Two weeks ago, Tzachi Hanegbi, a cabinet member and top advisor to Israeli Prime Minister Benjamin Netanyahu, threatened that Israel will take action, as it did against Iraq in the 1980s and against Syria in 2007, to prevent Iran from advancing its nuclear program.
Habegbi said, “If the United States government rejoins the nuclear deal — and that seems to be the stated policy as of now — the practical result will be that Israel will again be alone against Iran. . . This of course we will not allow. We’ve already twice done what needed to be done, in 1981 against the Iraqi nuclear program and in 2007 against the Syrian nuclear program,” as The Times of Israel reported.
Hanegbi’s comments referred to strikes by Israel on Iraq and Syria’s nuclear reactors.
On Monday, an Israeli source told Breaking Defense that Israel could go so far as to set a Biden administration decision to ease sanctions on Iran as a redline before Israel launches a strike.
“Israel needs to know — and fast — whether Washington plans to stop Iran’s race to the bomb or take some action to do this,” the source told Breaking Defense.
Since President Donald Trump withdrew the U.S. from the Iran deal in 2018, the U.S. has increasingly sanctioned Iran under a “maximum pressure” campaign. Iran has in turn violated its own commitments to the nuclear deal and has been stockpiling and enriching uranium beyond levels allowed under the deal.
The Breaking Defense source said Israeli intelligence is closely monitoring Iran’s nuclear facilities and “The people who need to know are updated by the hour.”

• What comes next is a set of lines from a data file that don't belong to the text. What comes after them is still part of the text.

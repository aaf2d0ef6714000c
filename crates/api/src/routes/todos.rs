//! Todo endpoints: the server that confirms or rejects client changes.

use std::sync::Arc;

use axum::Json;
use axum::extract::{Path, Query, State};
use axum::http::StatusCode;
use chrono::{DateTime, Utc};
use common::RecordId;
use record_store::{ReleaseHandle, Store};
use serde::Deserialize;
use todos::{Filter, Todo, TodoPatch, TodoStats, selectors, validate_title};

use crate::error::ApiError;

/// Shared application state accessible from all handlers.
pub struct AppState {
    pub store: Store<Todo>,
    /// Observer subscriptions kept alive for the lifetime of the server.
    pub observers: Vec<ReleaseHandle>,
}

// -- Request types --

#[derive(Deserialize)]
pub struct CreateTodoRequest {
    pub id: Option<String>,
    pub title: String,
    pub completed: Option<bool>,
    pub created_at: Option<DateTime<Utc>>,
}

#[derive(Deserialize)]
pub struct ListQuery {
    pub filter: Option<String>,
}

// -- Handlers --

/// GET /todos — lists todos in creation order, optionally filtered.
pub async fn list(
    State(state): State<Arc<AppState>>,
    Query(query): Query<ListQuery>,
) -> Result<Json<Vec<Todo>>, ApiError> {
    let filter = match query.filter {
        Some(raw) => raw.parse::<Filter>().map_err(ApiError::BadRequest)?,
        None => Filter::All,
    };
    let todos = selectors::filtered(filter)(&state.store.read());
    Ok(Json(todos))
}

/// POST /todos — stores a new todo, keeping a client-chosen id if given.
#[tracing::instrument(skip(state, req))]
pub async fn create(
    State(state): State<Arc<AppState>>,
    Json(req): Json<CreateTodoRequest>,
) -> Result<(StatusCode, Json<Todo>), ApiError> {
    let title = validate_title(&req.title)?;
    let id = req.id.map(RecordId::new).unwrap_or_else(RecordId::generate);
    let todo = Todo {
        id: id.clone(),
        title,
        completed: req.completed.unwrap_or(false),
        created_at: req.created_at.unwrap_or_else(Utc::now),
    };

    let mut inserted = false;
    state.store.update(|set| {
        if set.contains(id.as_str()) {
            set
        } else {
            inserted = true;
            set.with(id.clone(), todo.clone())
        }
    });

    if !inserted {
        return Err(ApiError::Conflict(format!("todo already exists: {id}")));
    }

    metrics::counter!("todo_server_changes_total", "action" => "create").increment(1);
    tracing::info!(%id, "todo created");
    Ok((StatusCode::CREATED, Json(todo)))
}

/// GET /todos/{id} — returns a single todo.
pub async fn get(
    State(state): State<Arc<AppState>>,
    Path(id): Path<String>,
) -> Result<Json<Todo>, ApiError> {
    state
        .store
        .get(&id)
        .map(Json)
        .ok_or_else(|| ApiError::NotFound(format!("todo not found: {id}")))
}

/// PATCH /todos/{id} — applies a partial change, creating the todo if absent.
///
/// Creating requires a non-blank title, as on POST.
#[tracing::instrument(skip(state, patch))]
pub async fn update(
    State(state): State<Arc<AppState>>,
    Path(id): Path<String>,
    Json(patch): Json<TodoPatch>,
) -> Result<Json<Todo>, ApiError> {
    let mut patch = patch;
    if let Some(title) = &patch.title {
        patch.title = Some(validate_title(title)?);
    }

    // An absent id is created from the patch, which then needs a title.
    let mut result = Err(ApiError::Internal("update was not applied".to_string()));
    state.store.update(|set| {
        let todo = match set.get(&id) {
            Some(existing) => Ok(patch.apply_to(existing)),
            None => patch.into_todo(id.as_str()),
        };
        match todo {
            Ok(todo) => {
                result = Ok(todo.clone());
                set.with(id.as_str(), todo)
            }
            Err(e) => {
                result = Err(e.into());
                set
            }
        }
    });

    let todo = result?;
    metrics::counter!("todo_server_changes_total", "action" => "update").increment(1);
    tracing::info!(%id, completed = todo.completed, "todo updated");
    Ok(Json(todo))
}

/// DELETE /todos/{id} — removes a todo.
#[tracing::instrument(skip(state))]
pub async fn delete(
    State(state): State<Arc<AppState>>,
    Path(id): Path<String>,
) -> Result<StatusCode, ApiError> {
    let mut removed = false;
    state.store.update(|set| {
        removed = set.contains(&id);
        set.without(&id)
    });

    if removed {
        metrics::counter!("todo_server_changes_total", "action" => "delete").increment(1);
        tracing::info!(%id, "todo deleted");
        Ok(StatusCode::NO_CONTENT)
    } else {
        Err(ApiError::NotFound(format!("todo not found: {id}")))
    }
}

/// GET /stats — totals over the whole list.
pub async fn stats(State(state): State<Arc<AppState>>) -> Json<TodoStats> {
    Json(selectors::stats(&state.store.read()))
}
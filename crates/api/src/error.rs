//! API error types with HTTP response mapping.

use axum::http::StatusCode;
use axum::response::{IntoResponse, Response};
use todos::TodoError;

/// API-level error type that maps to HTTP responses.
#[derive(Debug)]
pub enum ApiError {
    /// Resource not found.
    NotFound(String),
    /// Bad request from the client.
    BadRequest(String),
    /// The request conflicts with an existing record.
    Conflict(String),
    /// Internal server error.
    Internal(String),
}

impl IntoResponse for ApiError {
    fn into_response(self) -> Response {
        let (status, message) = match self {
            ApiError::NotFound(msg) => (StatusCode::NOT_FOUND, msg),
            ApiError::BadRequest(msg) => (StatusCode::BAD_REQUEST, msg),
            ApiError::Conflict(msg) => (StatusCode::CONFLICT, msg),
            ApiError::Internal(msg) => {
                tracing::error!(error = %msg, "internal server error");
                (StatusCode::INTERNAL_SERVER_ERROR, msg)
            }
        };

        let body = serde_json::json!({ "error": message });
        (status, axum::Json(body)).into_response()
    }
}

impl From<TodoError> for ApiError {
    fn from(err: TodoError) -> Self {
        match &err {
            TodoError::NotFound(_) => ApiError::NotFound(err.to_string()),
            TodoError::InvalidTitle => ApiError::BadRequest(err.to_string()),
            TodoError::Rejected(_) => ApiError::Internal(err.to_string()),
        }
    }
}
//! HTTP server that confirms todo changes made optimistically by clients.
//!
//! Keeps the authoritative todo list in a [`record_store::Store`] and
//! exposes it as a small REST API, with structured logging (tracing) and
//! Prometheus metrics.

pub mod config;
pub mod error;
pub mod routes;

use std::sync::Arc;

use axum::Router;
use axum::routing::get;
use metrics_exporter_prometheus::PrometheusHandle;
use record_store::{Store, observer};
use todos::Todo;
use tower_http::cors::{Any, CorsLayer};
use tower_http::trace::TraceLayer;

use routes::todos::AppState;

/// Name under which the server's store reports logs and metrics.
pub const STORE_NAME: &str = "todos";

/// Creates the Axum application router with all routes and shared state.
pub fn create_app(state: Arc<AppState>, metrics_handle: PrometheusHandle) -> Router {
    let metrics_router = Router::new()
        .route("/metrics", get(routes::metrics::get))
        .with_state(metrics_handle);

    Router::new()
        .route("/health", get(routes::health::check))
        .route("/stats", get(routes::todos::stats))
        .route(
            "/todos",
            get(routes::todos::list).post(routes::todos::create),
        )
        .route(
            "/todos/{id}",
            get(routes::todos::get)
                .patch(routes::todos::update)
                .delete(routes::todos::delete),
        )
        .with_state(state)
        .merge(metrics_router)
        .layer(
            CorsLayer::new()
                .allow_origin(Any)
                .allow_methods(Any)
                .allow_headers(Any),
        )
        .layer(TraceLayer::new_for_http())
}

/// Creates application state over `store` with tracing and metrics observers attached.
pub fn create_state(store: Store<Todo>) -> Arc<AppState> {
    let observers = vec![
        observer::attach_tracing(&store, STORE_NAME),
        observer::attach_metrics(&store, STORE_NAME),
    ];
    Arc::new(AppState { store, observers })
}

/// Creates application state over an empty store.
pub fn create_default_state() -> Arc<AppState> {
    create_state(Store::new())
}
pub mod health;
pub mod metrics;
pub mod todos;
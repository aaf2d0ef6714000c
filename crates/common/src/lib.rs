//! Shared types used across the record store workspace.

pub mod types;

pub use types::{RecordId, Version};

Israel has already allegedly taken action to counter Iran’s nuclear program. On Thursday, Israel allegedly attacked an Iranian target in Syria. Iran has been assisting Syrian leader Bashar Al-Assad’s regime throughout the Syrian civil war in recent years.
“This pressure will continue and grow, as a preparation for a direct attack on targets in Iran,” the source said, addressing Thursday’s alleged Israeli attack.
Biden has repeatedly suggested bringing the U.S. back into the 2015 Iran nuclear deal, and his campaign website said he “would re-enter the agreement, using hard-nosed diplomacy and support from our allies to strengthen and extend it, while more effectively pushing back against Iran’s other destabilizing activities.”
Mordechai Kedar, an Israeli analyst on Iran and the Arab world, told Breaking Defense he believes the new U.S. administration will ignore Israel’s requests. Kedar said, “The new administration will do everything to bring Iran back into the family of nations, without really understanding their real goals.”
Previewing his expectations for the Biden administration in December, Iranian President Hassan Rouhani predicted Biden would return to the Iran deal and the U.S. sanctions “will be broken.”
By contrast, Biden’s secretary of state nominee Antony Blinken said during a Senate confirmation hearing last week, that a return to the Iran deal is still a “long way” off. Blinken said, “We would have to see, once the president is in office, what steps Iran actually takes” and evaluate whether “they’re coming back into compliance with their obligations” and said a return to the 2015 agreement would serve as a platform for a “longer and stronger agreement” to address Iran’s missile program and its sponsorship of terrorism and other malign activities.